So, get out and have some fun this winter, but please please please limit air exposure when releasing fish!




Sent from my iPhone using Ohub Campfire


----------



## Flymaker (Jan 24, 2013)

use barbless hooks...and a landing net....don't need to remove from water or touch.....works good for me


----------



## ducman491 (Oct 31, 2011)

It's so hard to cast into the hole in the ice from 30 feet though.


----------



## ejsell (May 3, 2012)

ducman491 said:


> It's so hard to cast into the hole in the ice from 30 feet though.

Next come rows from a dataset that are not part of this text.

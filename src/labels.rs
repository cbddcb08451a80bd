//! Ownership and selector labels stamped on every managed object.

use std::collections::BTreeMap;

use kube::{Resource, ResourceExt};

pub const MANAGED_BY_KEY: &str = "app.kubernetes.io/managed-by";
pub const MANAGED_BY_VALUE: &str = "pgstack-operator";
pub const OWNER_KIND_KEY: &str = "pgstack.io/owner-kind";
pub const OWNER_NAME_KEY: &str = "pgstack.io/owner-name";
/// Set on pods by the coordination agent: `primary` or `replica`.
pub const ROLE_KEY: &str = "pgstack.io/role";
/// Identifies the members of one coordination scope. The agent labels the
/// objects it creates with this key only, which keeps them out of the
/// ownership selector.
pub const SCOPE_KEY: &str = "pgstack.io/cluster-scope";

/// Labels identifying every object owned by `owner`. Used both when
/// generating objects and as the selector when scanning deployed ones.
pub fn ownership_labels<K: Resource<DynamicType = ()>>(owner: &K) -> BTreeMap<String, String> {
    BTreeMap::from([
        (MANAGED_BY_KEY.to_string(), MANAGED_BY_VALUE.to_string()),
        (
            OWNER_KIND_KEY.to_string(),
            K::kind(&()).to_ascii_lowercase(),
        ),
        (OWNER_NAME_KEY.to_string(), owner.name_any()),
    ])
}

/// Labels the coordination agent stamps on everything it creates.
pub fn scope_labels(scope: &str) -> BTreeMap<String, String> {
    BTreeMap::from([(SCOPE_KEY.to_string(), scope.to_string())])
}

/// Labels of the pods of one scope: ownership plus scope.
pub fn pod_labels<K: Resource<DynamicType = ()>>(owner: &K) -> BTreeMap<String, String> {
    let mut labels = ownership_labels(owner);
    labels.extend(scope_labels(&owner.name_any()));
    labels
}

/// Selector for the pods holding `role` within a scope.
pub fn role_selector(scope: &str, role: &str) -> BTreeMap<String, String> {
    let mut labels = scope_labels(scope);
    labels.insert(ROLE_KEY.to_string(), role.to_string());
    labels
}

/// Render labels as a `k=v,k=v` selector string.
pub fn selector(labels: &BTreeMap<String, String>) -> String {
    labels
        .iter()
        .map(|(k, v)| format!("{k}={v}"))
        .collect::<Vec<_>>()
        .join(",")
}

/// True when `labels` carries every key/value of `selector_labels`.
pub fn matches(
    labels: Option<&BTreeMap<String, String>>,
    selector_labels: &BTreeMap<String, String>,
) -> bool {
    let Some(labels) = labels else {
        return selector_labels.is_empty();
    };
    selector_labels
        .iter()
        .all(|(k, v)| labels.get(k).is_some_and(|found| found == v))
}
//! Generate CRD YAML from Rust types.
//!
//! Usage:
//!   cargo run --bin crdgen              # all CRDs to stdout
//!   cargo run --bin crdgen -- --out-dir ./crds   # one file per CRD

use std::path::PathBuf;

use kube::ResourceExt;
use pgstack_operator::crd::all_crds;

fn main() -> anyhow::Result<()> {
    let out_dir: Option<PathBuf> = std::env::args()
        .skip_while(|a| a != "--out-dir")
        .nth(1)
        .map(PathBuf::from);

    let mut crds = Vec::new();
    for crd in all_crds() {
        let file = format!("{}-crd.yaml", crd.spec.names.singular.clone().unwrap_or_else(|| crd.name_any()));
        crds.push((file, serde_yaml::to_string(&crd)?));
    }

    match out_dir {
        Some(dir) => {
            std::fs::create_dir_all(&dir)?;
            for (name, yaml) in &crds {
                let path = dir.join(name);
                std::fs::write(&path, format!("---\n{yaml}"))?;
                eprintln!("wrote {}", path.display());
            }
        }
        None => {
            for (_name, yaml) in &crds {
                println!("---\n{yaml}");
            }
        }
    }
    Ok(())
}
//! Desired-state factories: one context type and one registry per managed
//! workload kind.

use k8s_openapi::api::core::v1::{Container, ContainerPort, EnvVar, VolumeMount};

pub mod cluster;
pub mod decorators;
pub mod distributed_logs;
pub mod patroni;
pub mod sharded_cluster;

pub use cluster::{ClusterContext, ClusterContextBuilder};
pub use decorators::{ProfileDecorator, SizingContext, VersionAnnotationDecorator};
pub use distributed_logs::{DistributedLogsContext, DistributedLogsContextBuilder};
pub use sharded_cluster::{ShardedClusterContext, ShardedClusterContextBuilder};

/// Image of the Patroni/Postgres container; the tag is the Postgres version.
pub const DEFAULT_POSTGRES_IMAGE: &str = "ghcr.io/pgstack/patroni";

pub const FLUENT_BIT_CONTAINER: &str = "fluent-bit";
pub const FLUENT_BIT_IMAGE: &str = "fluent/fluent-bit:3.1";
pub const FLUENTD_CONTAINER: &str = "fluentd";
pub const FLUENTD_IMAGE: &str = "fluent/fluentd:v1.17";
pub const FLUENTD_PORT: i32 = 24224;

/// Plain `name=value` environment variable.
pub(crate) fn env(name: &str, value: impl Into<String>) -> EnvVar {
    EnvVar {
        name: name.to_string(),
        value: Some(value.into()),
        ..Default::default()
    }
}

/// Sidecar container with a single named port and the given mounts.
pub(crate) fn sidecar(
    name: &str,
    image: &str,
    env: Vec<EnvVar>,
    port: Option<i32>,
    mounts: Vec<VolumeMount>,
) -> Container {
    Container {
        name: name.to_string(),
        image: Some(image.to_string()),
        env: (!env.is_empty()).then_some(env),
        ports: port.map(|p| {
            vec![ContainerPort {
                name: Some(name.to_string()),
                container_port: p,
                ..Default::default()
            }]
        }),
        volume_mounts: (!mounts.is_empty()).then_some(mounts),
        ..Default::default()
    }
}
//! Custom resource definitions served by the operator.

use k8s_openapi::apiextensions_apiserver::pkg::apis::apiextensions::v1::CustomResourceDefinition;
use kube::CustomResourceExt;

pub mod cluster;
pub mod distributed_logs;
pub mod instance_profile;
pub mod operator_config;
pub mod shared;
pub mod sharded_cluster;

pub use cluster::PgCluster;
pub use distributed_logs::PgDistributedLogs;
pub use instance_profile::PgInstanceProfile;
pub use operator_config::PgOperatorConfig;
pub use sharded_cluster::PgShardedCluster;

/// API group shared by every custom resource of the operator.
pub const GROUP: &str = "pgstack.io";

/// Every CRD the operator installs, in a stable order.
pub fn all_crds() -> Vec<CustomResourceDefinition> {
    vec![
        PgCluster::crd(),
        PgShardedCluster::crd(),
        PgDistributedLogs::crd(),
        PgInstanceProfile::crd(),
        PgOperatorConfig::crd(),
    ]
}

I like the skip and slide method. Works great with a weighted fly.


----------



## TheCream (Mar 19, 2009)

I fish for sunfish/bluegills in a local public pond a lot over winter, as conditions allow (ice). If you can get a line in the water, even if it's partially iced over, you can catch fish. One of my yearly goals that can be tough to achieve where I live is catch a fish on the fly every month of the calendar year in Ohio. I've only done it a few times. January/February are the toughest months for me because the ponds tend to be iced. The absolute best times to catch fish in the winter months, for me, is when we have a warm spell with a light rain. The pond I like to hit in winter gets clean water runoff during rain, so that warm light rain helps melt ice and I like to fish where that warm runoff flows into the pond. The fish tend to stack up right there, my assumptions are for food and water temps a tick or two higher on the thermometer. Fish small subsurface patterns deep and slow and you'll catch bluegills. Different soft hackle patterns produce really well for me in the winter months.


----------



## garhtr (Jan 12, 2009)

wannabflyguy said:


> This is from Deneki Outdoors blog. Thought I should share with everyone.
> 
> With that said, when the air temperature dips below freezing, special care should be taken when releasing fish. Many anglers are unaware that removing fish from the water in freezing temperatures can cause irreparable damage to soft tissues, namely gills and eyes.
> 
> ...


 That's a great point, once a fishes gills ice up he's probably dead. Flymakers got the right idea, probably best not to lift any fish out of the water regardless of air temps.
My New Years resolution---No fish comes out of the water--- unless I'm eating it. 
Good-Luck and Good-Fishing


----------



## ducman491 (Oct 31, 2011)

garhtr said:


> That's a great point, once a fishes gills ice up he's probably dead. Flymakers got the right idea, probably best not to lift any fish out of the water regardless of air temps.
> My New Years resolution---No fish comes out of the water--- unless I'm eating it.
> Good-Luck and Good-Fishing


That IS a great point! One that hadn't occurred to me before but I'll pay attention to that while ice fishing this season. 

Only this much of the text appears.